Paul makes this point in First Corinthians 15 – that the Kingdom hasn’t
been established until Christ comes back. In the Christian idea of history
the church lives in a charged period between two poles of the First
and Second Coming – it is intrinsic to the idea of Jesus Christ as a
universal savior.
In the Bible we read that
Jesus said, “Repent for the Kingdom of God is at hand,” by which it
is thought he was pointing to the end of normal time and the beginning
of a reign of goodness and peace.
Although many prophesized
dates of the Apocalypse have come and gone, the amazing thing about
apocalyptic thought is that a specific prophecy can be disconfirmed,
but the idea can never be discredited. You just recalculate and wait!
You watch for signs – like the turmoil now, in the Middle East; these
world events may be signaling impending apocalypse.
In the mid-nineteenth century,
John Nelson Darby, a British theologian and preacher came up with a
new system to interpret the prophecies in the Book of Daniel and the
Book of Revelation.
Darby sees a series of
dispensations, which will culminate in a dramatic moment, the moment
of Rapture, when true believers will be taken from the earth. After
the Rapture, there is a period of 7 years called the Great Tribulation
when the Antichrist arises and there follows tremendous persecution.
The number 666 is emblazoned on the forehead and hands of his followers.
Then -- the battle of Armageddon!
Christ returns from the skies with his saints as the Antichrist and
his army gathers at Armaggedon. The Antichrist and his armies are destroyed.
Christ establishes the Temple in Jerusalem, as well as the Thousand-Year
Reign of justice and righteousness, the Millennium. After that period
on earth we can expect the Last Judgment: all those who have ever lived
will be consigned either to heaven or hell. It is then that human history
ends.
There’s a very popular
series of books that markets these prophetic beliefs. The “Left Behind”
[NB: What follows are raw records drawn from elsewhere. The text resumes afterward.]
/*!
Fitting a predictor to a windowed series
*/
use crate::data::window::{SequenceDataset, Split};
use crate::lstm::{Mode, Predictor, Snapshot};
use crate::{CpuFloat, Error, Result};
use rand::rngs::StdRng;
use rand::seq::SliceRandom;
use rand::SeedableRng;
use serde::{Deserialize, Serialize};
use tch::nn::{self, OptimizerConfig};

/// Learning-rate decay on a validation plateau
#[derive(Debug, Copy, Clone, PartialEq, Serialize, Deserialize)]
pub struct Plateau {
    /// Epochs without improvement before decaying
    pub patience: usize,
    /// Multiplier applied to the learning rate on decay
    pub factor: f64,
}

/// Training hyperparameters
#[derive(Debug, Clone, PartialEq, Serialize, Deserialize)]
pub struct TrainConfig {
    /// The number of passes over the training windows
    pub epochs: usize,
    /// Windows per optimizer step
    pub batch_size: usize,
    /// Initial Adam learning rate
    pub learning_rate: f64,
    /// Share of windows used for training, the rest being held out for validation
    pub train_ratio: f64,
    /// Stop after this many epochs without validation improvement
    pub patience: Option<usize>,
    /// Decay the learning rate when validation loss plateaus
    pub lr_decay: Option<Plateau>,
    /// Clamp gradients to `[-clip, clip]` before each step
    pub clip: Option<f64>,
    /// Seed for the split, shuffling and dropout masks
    pub seed: u64,
}

impl Default for TrainConfig {
    fn default() -> TrainConfig {
        TrainConfig {
            epochs: 30,
            batch_size: 32,
            learning_rate: 1e-3,
            train_ratio: 0.8,
            patience: None,
            lr_decay: None,
            clip: None,
            seed: 42,
        }
    }
}

impl TrainConfig {
    /// Check that these settings can drive a training run
    pub fn validate(&self) -> Result<()> {
        let fail = |msg: String| Err(Error::Configuration(msg));
        if self.epochs == 0 {
            return fail("at least one epoch is required".into());
        }
        if self.batch_size == 0 {
            return fail("batch size must be positive".into());
        }
        if !(self.learning_rate > 0.0 && self.learning_rate.is_finite()) {
            return fail(format!("invalid learning rate {}", self.learning_rate));
        }
        if !(self.train_ratio > 0.0 && self.train_ratio < 1.0) {
            return fail(format!("train ratio must lie in (0, 1), got {}", self.train_ratio));
        }
        if self.patience == Some(0) {
            return fail("early stopping patience must be positive".into());
        }
        if let Some(plateau) = self.lr_decay {
            if plateau.patience == 0 || !(plateau.factor > 0.0 && plateau.factor < 1.0) {
                return fail(format!("invalid plateau decay {:?}", plateau));
            }
        }
        if let Some(clip) = self.clip {
            if !(clip > 0.0) {
                return fail(format!("invalid gradient clip {}", clip));
            }
        }
        Ok(())
    }
}

/// The losses of one epoch
#[derive(Debug, Copy, Clone, PartialEq, Serialize, Deserialize)]
pub struct EpochLoss {
    /// 1-based epoch number
    pub epoch: usize,
    /// Mean training loss, weighted by batch size
    pub train_loss: f64,
    /// Mean validation loss, weighted by batch size
    pub val_loss: f64,
    /// Learning rate in effect during the epoch
    pub learning_rate: f64,
}

/// Per-epoch losses in order
#[derive(Debug, Clone, Default, PartialEq, Serialize, Deserialize)]
#[serde(transparent)]
pub struct LossHistory(pub Vec<EpochLoss>);

impl LossHistory {
    /// Number of recorded epochs
    pub fn len(&self) -> usize {
        self.0.len()
    }

    /// Whether nothing was recorded
    pub fn is_empty(&self) -> bool {
        self.0.is_empty()
    }

    /// The recorded epochs
    pub fn iter(&self) -> std::slice::Iter<'_, EpochLoss> {
        self.0.iter()
    }

    /// The most recent epoch
    pub fn last(&self) -> Option<&EpochLoss> {
        self.0.last()
    }

    /// The epoch with the lowest validation loss, the earliest on ties
    pub fn best(&self) -> Option<&EpochLoss> {
        self.0.iter().fold(None, |best: Option<&EpochLoss>, epoch| match best {
            Some(best) if best.val_loss <= epoch.val_loss => Some(best),
            _ => Some(epoch),
        })
    }
}

/// The result of a training run
#[derive(Debug)]
pub struct TrainOutcome {
    /// Per-epoch losses
    pub history: LossHistory,
    /// The epoch whose parameters scored the lowest validation loss
    pub best_epoch: usize,
    /// That epoch's validation loss
    pub best_val_loss: f64,
    /// Whether training stopped before the configured epoch count
    pub stopped_early: bool,
    /// The windows held out for validation
    pub validation: Vec<usize>,
    /// The parameters of the best epoch
    pub best: Snapshot,
}

impl TrainOutcome {
    /// Replace the predictor's final parameters with the best-validation ones
    pub fn restore_best(&self, predictor: &mut Predictor) -> Result<()> {
        predictor.restore(&self.best)
    }
}

/// Bookkeeping for early stopping and plateau decay
#[derive(Debug, Clone, PartialEq)]
struct Tracker {
    best_epoch: usize,
    best_val_loss: f64,
    since_best: usize,
    since_decay: usize,
}

impl Tracker {
    fn new() -> Tracker {
        Tracker {
            best_epoch: 0,
            best_val_loss: f64::INFINITY,
            since_best: 0,
            since_decay: 0,
        }
    }

    /// Record a validation loss, returning whether it improved on the best so far
    fn observe(&mut self, epoch: usize, val_loss: f64) -> bool {
        if val_loss < self.best_val_loss {
            self.best_epoch = epoch;
            self.best_val_loss = val_loss;
            self.since_best = 0;
            self.since_decay = 0;
            true
        } else {
            self.since_best += 1;
            self.since_decay += 1;
            false
        }
    }

    fn should_stop(&self, patience: Option<usize>) -> bool {
        patience.map_or(false, |patience| self.since_best >= patience)
    }

    fn should_decay(&mut self, plateau: Option<Plateau>) -> bool {
        match plateau {
            Some(plateau) if self.since_decay >= plateau.patience => {
                self.since_decay = 0;
                true
            }
            _ => false,
        }
    }
}

fn check_dataset(predictor: &Predictor, dataset: &SequenceDataset) -> Result<()> {
    let desc = predictor.desc();
    if dataset.features() != desc.features || dataset.seq_length() != desc.seq_length {
        return Err(Error::shape(
            [desc.seq_length, desc.features],
            [dataset.seq_length(), dataset.features()],
        ));
    }
    Ok(())
}

/// Mean loss over some windows in evaluation mode, without gradients
pub fn evaluate(
    predictor: &Predictor,
    dataset: &SequenceDataset,
    indices: &[usize],
    batch_size: usize,
) -> Result<f64> {
    tch::no_grad(|| -> Result<f64> {
        let mut sum = 0.0;
        for chunk in indices.chunks(batch_size.max(1)) {
            let (xs, ys) = dataset.batch(chunk)?;
            let device = predictor.device();
            let loss = predictor
                .net()
                .loss(&xs.to_device(device), &ys.to_device(device), Mode::Eval)?;
            sum += loss.double_value(&[]) * chunk.len() as f64;
        }
        Ok(sum / indices.len().max(1) as f64)
    })
}

/// Train a predictor in place
///
/// Windows are split once with `config.seed`; each epoch shuffles the training windows, takes one Adam
/// step per batch, then scores the validation windows. `on_epoch` sees every epoch's losses as soon
/// as they are known. A NaN or infinite loss aborts the run.
pub fn train<F>(
    predictor: &mut Predictor,
    dataset: &SequenceDataset,
    config: &TrainConfig,
    mut on_epoch: F,
) -> Result<TrainOutcome>
where
    F: FnMut(&EpochLoss),
{
    config.validate()?;
    check_dataset(predictor, dataset)?;
    let mut rng = StdRng::seed_from_u64(config.seed);
    let Split {
        train: mut train_windows,
        validation,
    } = dataset.split(config.train_ratio, &mut rng)?;
    tch::manual_seed(config.seed as i64);

    let device = predictor.device();
    let mut opt = nn::Adam::default().build(predictor.var_store(), config.learning_rate)?;
    let mut learning_rate = config.learning_rate;
    let mut history = LossHistory::default();
    let mut tracker = Tracker::new();
    let mut best = predictor.snapshot()?;
    let mut stopped_early = false;

    tracing::info!(
        train = train_windows.len(),
        validation = validation.len(),
        epochs = config.epochs,
        batch_size = config.batch_size,
        "starting training"
    );

    for epoch in 1..=config.epochs {
        train_windows.shuffle(&mut rng);
        let mut sum_loss = 0.0;
        for (batch, chunk) in train_windows.chunks(config.batch_size).enumerate() {
            let (xs, ys) = dataset.batch(chunk)?;
            let loss = predictor
                .net()
                .loss(&xs.to_device(device), &ys.to_device(device), Mode::Train)?;
            let value = loss.double_value(&[]);
            if !value.is_finite() {
                return Err(Error::NonFiniteLoss {
                    epoch,
                    phase: "training",
                    loss: value,
                });
            }
            match config.clip {
                Some(clip) => opt.backward_step_clip(&loss, clip),
                None => opt.backward_step(&loss),
            }
            sum_loss += value * chunk.len() as f64;
            tracing::debug!(epoch, batch, loss = value, "batch");
        }
        let train_loss = sum_loss / train_windows.len() as f64;

        let val_loss = evaluate(predictor, dataset, &validation, config.batch_size)?;
        if !val_loss.is_finite() {
            return Err(Error::NonFiniteLoss {
                epoch,
                phase: "validation",
                loss: val_loss,
            });
        }

        let record = EpochLoss {
            epoch,
            train_loss,
            val_loss,
            learning_rate,
        };
        tracing::info!(epoch, train_loss, val_loss, learning_rate, "epoch finished");
        on_epoch(&record);
        history.0.push(record);

        if tracker.observe(epoch, val_loss) {
            best = predictor.snapshot()?;
        }
        if tracker.should_stop(config.patience) {
            tracing::info!(epoch, best_epoch = tracker.best_epoch, "stopping early");
            stopped_early = epoch < config.epochs;
            break;
        }
        if tracker.should_decay(config.lr_decay) {
            if let Some(plateau) = config.lr_decay {
                learning_rate *= plateau.factor;
                opt.set_lr(learning_rate);
                tracing::warn!(
                    epoch,
                    learning_rate,
                    "validation loss plateaued, decaying learning rate"
                );
            }
        }
    }

    predictor.mark_trained();
    Ok(TrainOutcome {
        history,
        best_epoch: tracker.best_epoch,
        best_val_loss: tracker.best_val_loss,
        stopped_early,
        validation,
        best,
    })
}

/// Evaluation-mode predictions and their targets for some windows, in standardized units
pub fn predictions_and_targets(
    predictor: &Predictor,
    dataset: &SequenceDataset,
    indices: &[usize],
) -> Result<(Vec<CpuFloat>, Vec<CpuFloat>)> {
    if indices.is_empty() {
        return Ok((Vec::new(), Vec::new()));
    }
    let (xs, ys) = dataset.batch(indices)?;
    let yhat = tch::no_grad(|| predictor.forward(&xs, Mode::Eval))?;
    let predictions = (0..indices.len() as i64)
        .map(|i| yhat.double_value(&[i, 0]))
        .collect();
    let targets = (0..indices.len() as i64)
        .map(|i| ys.double_value(&[i, 0]))
        .collect();
    Ok((predictions, targets))
}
books, by Timothy LaHaye and Jerry Jenkins, is a series of novels that
deal in fictional form with Pre-millennial Dispensationalist
beliefs. They begin with the Rapture. But, the old religious themes
and traditional system of Bible prophecy are conveyed in a completely
contemporary setting giving the series a very up-to-the-minute quality.
Apocalyptic beliefs have
proven resilient over time, whether they be the dramatic, catastrophic
version, or a milder, progressive working toward moral order as part
of a Divine Plan. They address profound yearnings in the human soul:
a time of justice when evil no longer flourishes and the good no longer
suffer. It is a time when people make an evolutionary leap into a new
social paradigm.
Because
this faith is so pervasive in our culture, it must be considered as
a factor influencing the realities of human survival.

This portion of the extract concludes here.